Natural de Vila Velha, Leonardo David começou a aprender piano aos cinco anos, mas logo descobriu um novo instrumento que o encantou mais – o violino, que na época, não era acessível para sua família. Foi nesse contexto que ele descobriu no Serviço Social da Indústria (Sesi), um grande aliado. Por meio de um projeto musical, ele começou a participar como aluno da Orquestra de Câmara do Sesi.

Aos 13 anos, um adolescente nem sempre é disciplinado. Mas não foi bem o caso de Leonardo em relação à música. Ele treinava oito horas por dia, sem cobranças alheias. Sua empolgação era tanta que com apenas duas semanas de estudo já queria tocar violino em uma festa de aniversário.

Diante da vocação e com tanta paixão pela música, Leonardo só queria aprender mais. Estudou com professores da Unicamp (SP), conheceu músicos consagrados e só acrescentou conhecimento ao seu repertório. Mas, aos 19 anos, seu carinho e dedicação pela avó que lhe dera tanta força o fizeram voltar para ficar perto dela, que estava doente. O violinista, no entanto, não desistiu. Terminou seus estudos na Faculdade de Música do Espírito Santo, onde começou a firmar sua carreira.

Adquiriu então um gosto por ensinar e virou professor de violino. Mas, sua vocação não se limitou a isso. Com vontade de levar música de qualidade aos jovens, resolveu montar uma orquestra com seus 15 alunos e convidou mais estudantes que tocavam viola e contrabaixo. Desse experimento, nasceu a Orquestra Jovem da Fames.

Reencontro com o Sesi

Com músicos talentosos e dedicados, ele levou a orquestra para um Festival de Música em Domingos Martins, há cerca de cinco anos. Mal sabia que uma oportunidade de amadurecimento e reconhecimento em sua carreira estava por vir. Após uma  apresentação das “Quatro Estações” de Vivaldi, um dos seus compositores prediletos, Leonardo foi convidado pela Federação das Indústrias do Espírito Santo (Findes) para fazer um trabalho semelhante no Sesi.

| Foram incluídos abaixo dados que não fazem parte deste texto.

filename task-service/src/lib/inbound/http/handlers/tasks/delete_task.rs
use axum::extract::Path;
use axum::extract::State;
use axum::http::StatusCode;

use crate::domain::task::models::TaskId;
use crate::inbound::http::handlers::ApiError;
use crate::inbound::http::handlers::ApiSuccess;
use crate::inbound::http::handlers::MessageResponseData;
use crate::inbound::http::router::AppState;

pub async fn delete_task(
    State(state): State<AppState>,
    Path(task_id): Path<String>,
) -> Result<ApiSuccess<MessageResponseData>, ApiError> {
    let task_id = TaskId::from_string(&task_id).map_err(|e| ApiError::BadRequest(e.to_string()))?;

    state
        .task_service
        .delete_task(&task_id)
        .await
        .map_err(ApiError::from)
        .map(|_| {
            ApiSuccess::new(
                StatusCode::OK,
                MessageResponseData::new("Task deleted successfully"),
            )
        })
}
//! Signed, time-bounded identity tokens.

pub mod claims;
pub mod errors;
pub mod handler;

pub use claims::Claims;
pub use errors::JwtError;
pub use handler::JwtHandler;
use std::future::Future;
use std::time::Duration;

pub mod task;
pub mod user;

pub use task::PostgresTaskRepository;
pub use user::PostgresUserRepository;

/// Why a bounded store call did not produce a value.
#[derive(Debug)]
pub(crate) enum StoreFailure {
    Database(sqlx::Error),
    Timeout(Duration),
}

impl StoreFailure {
    pub(crate) fn is_unique_violation(&self) -> bool {
        match self {
            StoreFailure::Database(e) => e
                .as_database_error()
                .map(|db_err| db_err.is_unique_violation())
                .unwrap_or(false),
            StoreFailure::Timeout(_) => false,
        }
    }
}

/// Await a store operation, giving up after `limit`.
pub(crate) async fn bounded<F, T>(limit: Duration, operation: F) -> Result<T, StoreFailure>
where
    F: Future<Output = Result<T, sqlx::Error>>,
{
    match tokio::time::timeout(limit, operation).await {
        Ok(Ok(value)) => Ok(value),
        Ok(Err(e)) => {
            tracing::error!(error = %e, "Database operation failed");
            Err(StoreFailure::Database(e))
        }
        Err(_) => {
            tracing::error!(timeout_ms = limit.as_millis(), "Database operation timed out");
            Err(StoreFailure::Timeout(limit))
        }
    }
}
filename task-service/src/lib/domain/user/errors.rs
use thiserror::Error;

use crate::domain::auth::errors::CredentialError;
use crate::domain::auth::errors::TokenError;

/// Error for UserId parsing failures
#[derive(Debug, Clone, Error, PartialEq, Eq)]
pub enum UserIdError {
    #[error("Invalid UUID format: {0}")]
    InvalidFormat(String),
}

/// Error for Username validation failures
#[derive(Debug, Clone, Error, PartialEq, Eq)]
pub enum UsernameError {
    #[error("Username too short: minimum {min} characters, got {actual}")]
    TooShort { min: usize, actual: usize },

    #[error("Username too long: maximum {max} characters, got {actual}")]
    TooLong { max: usize, actual: usize },
}

/// Error for Role parsing failures
#[derive(Debug, Clone, Error, PartialEq, Eq)]
pub enum RoleError {
    #[error("Unknown role: {0}")]
    Unknown(String),
}

/// Top-level error for all user-related operations
#[derive(Debug, Clone, Error)]
pub enum UserError {
    // Value object validation errors (automatically converted via #[from])
    #[error("Invalid user ID: {0}")]
    InvalidUserId(#[from] UserIdError),

    #[error("Invalid username: {0}")]
    InvalidUsername(#[from] UsernameError),

    #[error("Invalid role: {0}")]
    InvalidRole(#[from] RoleError),

    #[error("Credential error: {0}")]
    Credential(#[from] CredentialError),

    #[error("Token error: {0}")]
    Token(#[from] TokenError),

    // Domain-level errors
    #[error("Username already exists: {0}")]
    UsernameAlreadyExists(String),

    #[error("Invalid username or password")]
    InvalidCredentials,

    // Infrastructure errors
    #[error("Database error: {0}")]
    DatabaseError(String),

    #[error("Database operation timed out after {0} ms")]
    StoreTimeout(u128),

    #[error("Unknown error: {0}")]
    Unknown(String),
}

impl From<anyhow::Error> for UserError {
    fn from(err: anyhow::Error) -> Self {
        UserError::Unknown(err.to_string())
    }
}
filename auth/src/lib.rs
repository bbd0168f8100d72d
//! Credential and token primitives shared by the task service.
//!
//! - Argon2id password hashing with a 72-byte input ceiling
//! - HMAC-signed JWTs carrying a username and a role
//! - `Authorization: Bearer` header parsing
//!
//! Nothing here knows about users or tasks. The service wraps these types behind its
//! own ports and maps the errors into its domain.
//!
//! # Examples
//!
//! ## Hashing a password
//! ```
//! use auth::PasswordHasher;
//!
//! let hasher = PasswordHasher::new();
//! let hash = hasher.hash("correct horse").unwrap();
//! assert!(hasher.verify("correct horse", &hash).unwrap());
//! assert!(!hasher.verify("battery staple", &hash).unwrap());
//! ```
//!
//! ## Issuing and reading a token
//! ```
//! use auth::{Claims, JwtHandler};
//! use chrono::{Duration, Utc};
//!
//! let handler = JwtHandler::new(b"secret_key_at_least_32_bytes_long!");
//! let claims = Claims::for_user("alice", "user", Utc::now(), Duration::hours(24));
//! let token = handler.encode(&claims).unwrap();
//! let decoded: Claims = handler.decode(&token).unwrap();
//! assert_eq!(decoded.username, "alice");
//! ```
//!
//! ## Reading the bearer header
//! ```
//! use auth::parse_bearer;
//!
//! assert_eq!(parse_bearer("Bearer abc").unwrap(), "abc");
//! assert!(parse_bearer("Token abc").is_err());
//! ```

pub mod bearer;
pub mod jwt;
pub mod password;

pub use bearer::parse_bearer;
pub use bearer::BearerError;
pub use jwt::Claims;
pub use jwt::JwtError;
pub use jwt::JwtHandler;
pub use password::PasswordError;
pub use password::PasswordHasher;
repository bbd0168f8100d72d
pub mod http;
use axum::extract::rejection::JsonRejection;
use axum::extract::State;
use axum::http::StatusCode;
use axum::Json;
use serde::Deserialize;
use serde::Serialize;

use crate::domain::user::models::LoginCommand;
use crate::inbound::http::handlers::ApiError;
use crate::inbound::http::handlers::ApiSuccess;
use crate::inbound::http::router::AppState;

pub async fn login(
    State(state): State<AppState>,
    body: Result<Json<LoginRequest>, JsonRejection>,
) -> Result<ApiSuccess<LoginResponseData>, ApiError> {
    let Json(body) = body?;

    if body.username.is_empty() || body.password.is_empty() {
        return Err(ApiError::BadRequest(
            "username and password are required".to_string(),
        ));
    }

    state
        .user_service
        .login(LoginCommand::new(body.username, body.password))
        .await
        .map_err(ApiError::from)
        .map(|token| ApiSuccess::new(StatusCode::OK, LoginResponseData { token }))
}

#[derive(Deserialize)]
pub struct LoginRequest {
    username: String,
    password: String,
}

#[derive(Debug, Clone, PartialEq, Eq, Serialize)]
pub struct LoginResponseData {
    pub token: String,
}
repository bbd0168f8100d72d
use base64::engine::general_purpose::URL_SAFE_NO_PAD;
use base64::Engine;
use jsonwebtoken::decode;
use jsonwebtoken::encode;
use jsonwebtoken::errors::Error as JsonWebTokenError;
use jsonwebtoken::errors::ErrorKind;
use jsonwebtoken::Algorithm;
use jsonwebtoken::DecodingKey;
use jsonwebtoken::EncodingKey;
use jsonwebtoken::Header;
use jsonwebtoken::Validation;
use serde::de::DeserializeOwned;
use serde::Serialize;

use super::errors::JwtError;

/// Signing algorithms accepted on decode. Anything outside the HMAC family is refused.
const HMAC_ALGORITHMS: [Algorithm; 3] = [Algorithm::HS256, Algorithm::HS384, Algorithm::HS512];

/// JWT token handler for encoding and decoding tokens.
///
/// Generic over the claims type to allow services to define their own token payload.
/// Signs with HS256 and only ever verifies HMAC-signed tokens.
pub struct JwtHandler {
    encoding_key: EncodingKey,
    decoding_key: DecodingKey,
    algorithm: Algorithm,
}

impl JwtHandler {
    /// Create a new JWT handler with a secret key.
    ///
    /// # Arguments
    /// * `secret` - Secret key for signing tokens (should be stored securely)
    ///
    /// # Security Notes
    /// - The secret should be at least 256 bits (32 bytes) for HS256
    /// - Store secrets in environment variables or secure vaults, never in code
    /// - Changing the secret invalidates every token issued with the previous one
    pub fn new(secret: &[u8]) -> Self {
        Self {
            encoding_key: EncodingKey::from_secret(secret),
            decoding_key: DecodingKey::from_secret(secret),
            algorithm: Algorithm::HS256,
        }
    }

    /// Encode claims into a JWT token.
    ///
    /// # Errors
    /// * `EncodingFailed` - Token encoding failed
    pub fn encode<T: Serialize>(&self, claims: &T) -> Result<String, JwtError> {
        let header = Header::new(self.algorithm);

        encode(&header, claims, &self.encoding_key)
            .map_err(|e| JwtError::EncodingFailed(e.to_string()))
    }

    /// Decode and validate a JWT token.
    ///
    /// Checks, in order: three-segment structure, HMAC `alg` in the header, signature,
    /// `nbf` and `exp` (no leeway). `exp` is mandatory.
    ///
    /// # Errors
    /// * `Malformed` - Token structure, base64 or JSON is invalid
    /// * `UnexpectedAlgorithm` - Header declares a non-HMAC algorithm (including `none`)
    /// * `InvalidSignature` - Signature does not match the configured secret
    /// * `NotYetValid` - `nbf` is in the future
    /// * `TokenExpired` - `exp` has passed
    /// * `MissingClaim` - A required claim is absent
    pub fn decode<T: DeserializeOwned>(&self, token: &str) -> Result<T, JwtError> {
        Self::check_algorithm(token)?;

        let mut validation = Validation::new(self.algorithm);
        validation.algorithms = HMAC_ALGORITHMS.to_vec();
        validation.leeway = 0;
        validation.validate_nbf = true;
        validation.set_required_spec_claims(&["exp"]);

        decode::<T>(token, &self.decoding_key, &validation)
            .map(|token_data| token_data.claims)
            .map_err(Self::map_error)
    }

    /// Reads the raw header so that a `none` or asymmetric `alg` is reported as such,
    /// rather than as a generic parse failure.
    fn check_algorithm(token: &str) -> Result<(), JwtError> {
        let segments: Vec<&str> = token.split('.').collect();
        if segments.len() != 3 {
            return Err(JwtError::Malformed(format!(
                "expected 3 segments, got {}",
                segments.len()
            )));
        }

        let header_bytes = URL_SAFE_NO_PAD
            .decode(segments[0])
            .map_err(|e| JwtError::Malformed(format!("header is not base64url: {}", e)))?;

        let header: serde_json::Value = serde_json::from_slice(&header_bytes)
            .map_err(|e| JwtError::Malformed(format!("header is not JSON: {}", e)))?;

        let alg = header
            .get("alg")
            .and_then(|v| v.as_str())
            .ok_or_else(|| JwtError::Malformed("header has no alg".to_string()))?;

        match alg {
            "HS256" | "HS384" | "HS512" => Ok(()),
            other => Err(JwtError::UnexpectedAlgorithm(other.to_string())),
        }
    }

    fn map_error(error: JsonWebTokenError) -> JwtError {
        match error.kind() {
            ErrorKind::ExpiredSignature => JwtError::TokenExpired,
            ErrorKind::ImmatureSignature => JwtError::NotYetValid,
            ErrorKind::InvalidSignature => JwtError::InvalidSignature,
            ErrorKind::InvalidAlgorithm | ErrorKind::InvalidAlgorithmName => {
                JwtError::UnexpectedAlgorithm(error.to_string())
            }
            ErrorKind::MissingRequiredClaim(claim) => JwtError::MissingClaim(claim.clone()),
            ErrorKind::InvalidToken
            | ErrorKind::Base64(_)
            | ErrorKind::Json(_)
            | ErrorKind::Utf8(_) => JwtError::Malformed(error.to_string()),
            _ => JwtError::InvalidToken(error.to_string()),
        }
    }
}
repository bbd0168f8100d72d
use async_trait::async_trait;

use crate::domain::user::models::LoginCommand;
use crate::domain::user::models::RegisterCommand;
use crate::domain::user::models::User;
use crate::user::errors::UserError;
use crate::user::models::Username;

/// Port for identity usecases.
#[async_trait]
pub trait UserServicePort: Send + Sync + 'static {
    /// Register a new user with role `user`.
    ///
    /// # Arguments
    /// * `command` - Validated username and plaintext password
    ///
    /// # Returns
    /// Created user entity
    ///
    /// # Errors
    /// * `UsernameAlreadyExists` - Username is already taken
    /// * `Credential` - Password could not be hashed
    /// * `DatabaseError` - Database operation failed
    /// * `StoreTimeout` - Database operation timed out
    async fn register(&self, command: RegisterCommand) -> Result<User, UserError>;

    /// Exchange credentials for a signed token.
    ///
    /// # Arguments
    /// * `command` - Raw username and plaintext password
    ///
    /// # Returns
    /// Compact signed token
    ///
    /// # Errors
    /// * `InvalidCredentials` - Unknown user, wrong password, or unreadable stored hash
    /// * `Token` - Token could not be signed
    async fn login(&self, command: LoginCommand) -> Result<String, UserError>;
}

/// Persistence operations for user aggregate.
#[async_trait]
pub trait UserRepository: Send + Sync + 'static {
    /// Persist new user to storage.
    ///
    /// # Arguments
    /// * `user` - User entity to create
    ///
    /// # Returns
    /// Created user entity
    ///
    /// # Errors
    /// * `UsernameAlreadyExists` - Username is already taken
    /// * `DatabaseError` - Database operation failed
    /// * `StoreTimeout` - Database operation timed out
    async fn create(&self, user: User) -> Result<User, UserError>;

    /// Retrieve user by username.
    ///
    /// # Arguments
    /// * `username` - Username to search for
    ///
    /// # Returns
    /// Optional user entity (None if not found)
    ///
    /// # Errors
    /// * `DatabaseError` - Database operation failed
    /// * `StoreTimeout` - Database operation timed out
    async fn find_by_username(&self, username: &Username) -> Result<Option<User>, UserError>;
}
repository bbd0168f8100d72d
use thiserror::Error;

/// Error type for JWT operations.
///
/// Every validation failure has its own variant; callers decide how much of it to expose.
#[derive(Debug, Clone, Error, PartialEq, Eq)]
pub enum JwtError {
    #[error("Failed to encode token: {0}")]
    EncodingFailed(String),

    #[error("Token is malformed: {0}")]
    Malformed(String),

    #[error("Unexpected signing method: {0}")]
    UnexpectedAlgorithm(String),

    #[error("Token signature is invalid")]
    InvalidSignature,

    #[error("Token is expired")]
    TokenExpired,

    #[error("Token is not valid yet")]
    NotYetValid,

    #[error("Missing required claim: {0}")]
    MissingClaim(String),

    #[error("Token is invalid: {0}")]
    InvalidToken(String),
}
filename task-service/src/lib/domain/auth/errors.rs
use thiserror::Error;

/// Failures of the credential hasher.
#[derive(Debug, Clone, Error, PartialEq, Eq)]
pub enum CredentialError {
    #[error("Password hashing failed: {0}")]
    HashingFailed(String),

    #[error("Password too long: maximum {max} bytes, got {actual}")]
    PasswordTooLong { max: usize, actual: usize },

    #[error("Stored password hash is malformed: {0}")]
    MalformedHash(String),
}

/// Failures of token issuance and validation.
///
/// Every variant collapses to the same 401 at the HTTP boundary; the distinction only
/// reaches logs.
#[derive(Debug, Clone, Error, PartialEq, Eq)]
pub enum TokenError {
    #[error("Token signing failed: {0}")]
    SigningFailed(String),

    #[error("Malformed token: {0}")]
    Malformed(String),

    #[error("Unexpected signing algorithm: {0}")]
    UnexpectedAlgorithm(String),

    #[error("Invalid token signature")]
    InvalidSignature,

    #[error("Token has expired")]
    Expired,

    #[error("Token is not yet valid")]
    NotYetValid,

    #[error("Missing required claim: {0}")]
    MissingClaim(String),

    #[error("Invalid claim: {0}")]
    InvalidClaim(String),
}
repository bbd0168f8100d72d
use std::sync::Arc;

use async_trait::async_trait;
use chrono::Utc;

use crate::domain::task::errors::TaskError;
use crate::domain::task::models::CreateTaskCommand;
use crate::domain::task::models::Task;
use crate::domain::task::models::TaskId;
use crate::domain::task::models::UpdateTaskCommand;
use crate::domain::task::ports::TaskRepository;
use crate::domain::task::ports::TaskServicePort;
use crate::user::models::Username;

/// Domain service implementation for task operations.
pub struct TaskService<TR>
where
    TR: TaskRepository,
{
    repository: Arc<TR>,
}

impl<TR> TaskService<TR>
where
    TR: TaskRepository,
{
    pub fn new(repository: Arc<TR>) -> Self {
        Self { repository }
    }
}

#[async_trait]
impl<TR> TaskServicePort for TaskService<TR>
where
    TR: TaskRepository,
{
    async fn list_tasks(&self) -> Result<Vec<Task>, TaskError> {
        self.repository.list_all().await
    }

    async fn get_task(&self, id: &TaskId) -> Result<Task, TaskError> {
        self.repository
            .find_by_id(id)
            .await?
            .ok_or(TaskError::NotFound(id.to_string()))
    }

    async fn create_task(
        &self,
        command: CreateTaskCommand,
        created_by: Username,
    ) -> Result<Task, TaskError> {
        let task = Task {
            id: TaskId::new(),
            title: command.title,
            description: command.description,
            due_date: command.due_date,
            status: command.status,
            created_by,
            created_at: Utc::now(),
        };

        let created_task = self.repository.create(task).await?;
        tracing::info!(
            task_id = %created_task.id,
            created_by = %created_task.created_by,
            "Task created"
        );

        Ok(created_task)
    }

    async fn update_task(
        &self,
        id: &TaskId,
        command: UpdateTaskCommand,
    ) -> Result<Task, TaskError> {
        if command.is_empty() {
            return Err(TaskError::NoFieldsProvided);
        }

        let updated_task = self.repository.update(id, command).await?;
        tracing::info!(task_id = %updated_task.id, "Task updated");

        Ok(updated_task)
    }

    async fn delete_task(&self, id: &TaskId) -> Result<(), TaskError> {
        self.repository.delete(id).await?;
        tracing::info!(task_id = %id, "Task deleted");

        Ok(())
    }
}

#[cfg(test)]
mod tests {
    use mockall::mock;

    use super::*;
    use crate::domain::task::models::TaskTitle;

    mock! {
        pub TestTaskRepository {}

        #[async_trait]
        impl TaskRepository for TestTaskRepository {
            async fn create(&self, task: Task) -> Result<Task, TaskError>;
            async fn find_by_id(&self, id: &TaskId) -> Result<Option<Task>, TaskError>;
            async fn list_all(&self) -> Result<Vec<Task>, TaskError>;
            async fn update(&self, id: &TaskId, changes: UpdateTaskCommand) -> Result<Task, TaskError>;
            async fn delete(&self, id: &TaskId) -> Result<(), TaskError>;
        }
    }

    fn stored_task(id: TaskId) -> Task {
        Task {
            id,
            title: TaskTitle::new("Write report".to_string()).unwrap(),
            description: "Quarterly numbers".to_string(),
            due_date: None,
            status: "Pending".to_string(),
            created_by: Username::new("alice".to_string()).unwrap(),
            created_at: Utc::now(),
        }
    }

    #[tokio::test]
    async fn test_create_task_records_creator() {
        let mut repository = MockTestTaskRepository::new();

        repository
            .expect_create()
            .withf(|task| task.created_by.as_str() == "alice" && task.title.as_str() == "X")
            .times(1)
            .returning(|task| Ok(task));

        let service = TaskService::new(Arc::new(repository));
        let command = CreateTaskCommand {
            title: TaskTitle::new("X".to_string()).unwrap(),
            description: String::new(),
            due_date: None,
            status: "Pending".to_string(),
        };

        let task = service
            .create_task(command, Username::new("alice".to_string()).unwrap())
            .await
            .unwrap();

        assert_eq!(task.created_by.as_str(), "alice");
        assert_eq!(task.status, "Pending");
    }

    #[tokio::test]
    async fn test_get_task_not_found() {
        let mut repository = MockTestTaskRepository::new();

        repository
            .expect_find_by_id()
            .times(1)
            .returning(|_| Ok(None));

        let service = TaskService::new(Arc::new(repository));
        let result = service.get_task(&TaskId::new()).await;

        assert!(matches!(result.unwrap_err(), TaskError::NotFound(_)));
    }

    #[tokio::test]
    async fn test_get_task_timeout_is_not_not_found() {
        let mut repository = MockTestTaskRepository::new();

        repository
            .expect_find_by_id()
            .returning(|_| Err(TaskError::StoreTimeout(5000)));

        let service = TaskService::new(Arc::new(repository));
        let result = service.get_task(&TaskId::new()).await;

        assert!(matches!(result.unwrap_err(), TaskError::StoreTimeout(_)));
    }

    #[tokio::test]
    async fn test_update_task_without_fields_skips_store() {
        let mut repository = MockTestTaskRepository::new();

        repository.expect_update().times(0);

        let service = TaskService::new(Arc::new(repository));
        let result = service
            .update_task(&TaskId::new(), UpdateTaskCommand::default())
            .await;

        assert!(matches!(result.unwrap_err(), TaskError::NoFieldsProvided));
    }

    #[tokio::test]
    async fn test_update_task_hands_only_provided_fields_to_store() {
        let mut repository = MockTestTaskRepository::new();
        let task_id = TaskId::new();

        repository.expect_find_by_id().times(0);
        repository
            .expect_update()
            .withf(move |id, changes| {
                *id == task_id
                    && changes.status.as_deref() == Some("Done")
                    && changes.title.is_none()
                    && changes.description.is_none()
            })
            .times(1)
            .returning(|id, changes| {
                let mut task = stored_task(*id);
                task.apply(changes);
                Ok(task)
            });

        let service = TaskService::new(Arc::new(repository));
        let updated = service
            .update_task(
                &task_id,
                UpdateTaskCommand {
                    status: Some("Done".to_string()),
                    ..Default::default()
                },
            )
            .await
            .unwrap();

        assert_eq!(updated.status, "Done");
        assert_eq!(updated.description, "Quarterly numbers");
    }

    #[tokio::test]
    async fn test_update_missing_task() {
        let mut repository = MockTestTaskRepository::new();

        repository
            .expect_update()
            .returning(|id, _| Err(TaskError::NotFound(id.to_string())));

        let service = TaskService::new(Arc::new(repository));
        let result = service
            .update_task(
                &TaskId::new(),
                UpdateTaskCommand {
                    status: Some("Done".to_string()),
                    ..Default::default()
                },
            )
            .await;

        assert!(matches!(result.unwrap_err(), TaskError::NotFound(_)));
    }

    #[tokio::test]
    async fn test_delete_task_propagates_not_found() {
        let mut repository = MockTestTaskRepository::new();

        repository
            .expect_delete()
            .returning(|id| Err(TaskError::NotFound(id.to_string())));

        let service = TaskService::new(Arc::new(repository));
        let result = service.delete_task(&TaskId::new()).await;

        assert!(matches!(result.unwrap_err(), TaskError::NotFound(_)));
    }
}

Era o reencontro entre ele e o seu passado. Depois de anos, não era mais suficiente ser apenas um bom aluno, mas sim se tornar um mestre que além de proporcionar conhecimento a outros estudantes, pudesse também levar música boa a todos.

Ele conta que não tinha pensado em virar maestro. “Eu não tinha pretensão de ser regente, mas em 2008, o Sesi pediu para eu fazer um curso de regência. Fui para Olinda e participei como ouvinte. No último dia, mostrei meu trabalho. O resultado: fui para a Itália e regi orquestras na América Latina. Toquei com um grande mestre, Isaac Karabtchevsky, maestro brasileiro, reconhecido principalmente no exterior. Isso foi um divisor de águas para mim”, destaca.

Hoje, como maestro titular da Orquestra Camerata Sesi e maestro adjunto da Orquestra Filarmônica do Espírito Santo (Ofes), Leonardo David fala sobre a responsabilidade que tem.

“O regente é o advogado. Tanto para os músicos, quanto para o público. Trabalhamos com entretenimento dos outros. O resultado final é a apreciação do público. O nosso objetivo é emocionar vocês, tocar a aura.”

Com essa finalidade, ele leva, por meio da Camerata Sesi, música de qualidade para a indústria, comunidade, escolas e presídios. A responsabilidade social e cultural faz parte das funções da orquestra. “Aqui, temos cursos de música para quem quiser. Tem aulas de viola, violino, contrabaixo e piano. É só se inscrever nas oficinas.”

Sobre o reconhecimento e apreço do público em relação à música de concerto no Estado, Leonardo conta como atrai a plateia, além da qualidade musical.

 “O nosso papel é aproximar as tribos. Nos concertos, tenho uma didática. Falo sobre a história e o contexto das obras. Assim, as pessoas passam a conhecer esse universo com outra percepção e começam a gostar. Hoje, o Brasil vive um reavivamento cultural. As pessoas precisam de algo a mais. A música faz isso.”